*TASK OBJECTIVE*:
State how many lines in the listing below include the string "locked". The answer is the number alone.

*RECORDED INFORMATION*:
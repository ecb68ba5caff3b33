//! SQLite connection holder for the session store.
//!
//! One connection behind a `Mutex`. File databases run in WAL mode with a
//! busy timeout; both kinds are migrated to the latest schema on open.

use std::path::Path;
use std::sync::Mutex;
use std::time::Duration;

use rusqlite::Connection;
use tracing::info;

use curaloop_core::error::CuraloopError;

use crate::migrations;

/// How long a writer waits on a locked database file before failing.
const BUSY_TIMEOUT: Duration = Duration::from_secs(5);

fn open_err(what: &str) -> impl Fn(rusqlite::Error) -> CuraloopError + '_ {
    move |e| CuraloopError::Storage(format!("{}: {}", what, e))
}

/// Migrated SQLite database shared by the store.
pub struct Database {
    conn: Mutex<Connection>,
}

impl Database {
    /// Open or create the database file at `path`, creating parent
    /// directories as needed.
    pub fn new(path: &Path) -> Result<Self, CuraloopError> {
        if let Some(parent) = path.parent() {
            std::fs::create_dir_all(parent)?;
        }
        let conn = Connection::open(path).map_err(open_err("Failed to open database"))?;
        conn.busy_timeout(BUSY_TIMEOUT)
            .map_err(open_err("Failed to set busy timeout"))?;
        conn.execute_batch("PRAGMA journal_mode = WAL; PRAGMA synchronous = NORMAL;")
            .map_err(open_err("Failed to set pragmas"))?;

        let db = Self::migrated(conn)?;
        info!(path = %path.display(), "Session database opened");
        Ok(db)
    }

    /// Private in-memory database, gone when dropped.
    pub fn in_memory() -> Result<Self, CuraloopError> {
        let conn =
            Connection::open_in_memory().map_err(open_err("Failed to open in-memory database"))?;
        Self::migrated(conn)
    }

    fn migrated(conn: Connection) -> Result<Self, CuraloopError> {
        let db = Self {
            conn: Mutex::new(conn),
        };
        db.with_conn(migrations::run_migrations)?;
        Ok(db)
    }

    /// Run `f` with the connection locked.
    pub fn with_conn<F, T>(&self, f: F) -> Result<T, CuraloopError>
    where
        F: FnOnce(&Connection) -> Result<T, CuraloopError>,
    {
        let conn = self
            .conn
            .lock()
            .map_err(|_| CuraloopError::Storage("database lock poisoned".to_string()))?;
        f(&conn)
    }
}

impl std::fmt::Debug for Database {
    fn fmt(&self, f: &mut std::fmt::Formatter<'_>) -> std::fmt::Result {
        f.debug_struct("Database").finish_non_exhaustive()
    }
}

#[cfg(test)]
mod tests {
    use super::*;

    #[test]
    fn test_in_memory_database() {
        let db = Database::in_memory().unwrap();
        db.with_conn(|conn| {
            let count: i64 = conn
                .query_row("SELECT COUNT(*) FROM sessions", [], |row| row.get(0))
                .map_err(|e| CuraloopError::Storage(e.to_string()))?;
            assert_eq!(count, 0);
            Ok(())
        })
        .unwrap();
    }

    #[test]
    fn test_file_database() {
        let dir = tempfile::tempdir().unwrap();
        let path = dir.path().join("nested").join("test.db");
        let db = Database::new(&path).unwrap();

        db.with_conn(|conn| {
            let count: i64 = conn
                .query_row("SELECT COUNT(*) FROM chatbots", [], |row| row.get(0))
                .map_err(|e| CuraloopError::Storage(e.to_string()))?;
            assert_eq!(count, 0);
            Ok(())
        })
        .unwrap();

        assert!(path.exists());
    }

    #[test]
    fn test_wal_mode_enabled() {
        let dir = tempfile::tempdir().unwrap();
        let db = Database::new(&dir.path().join("wal.db")).unwrap();
        db.with_conn(|conn| {
            let mode: String = conn
                .query_row("PRAGMA journal_mode", [], |row| row.get(0))
                .map_err(|e| CuraloopError::Storage(e.to_string()))?;
            assert_eq!(mode, "wal");
            Ok(())
        })
        .unwrap();
    }
}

*EXERCISE SOLUTION*:
2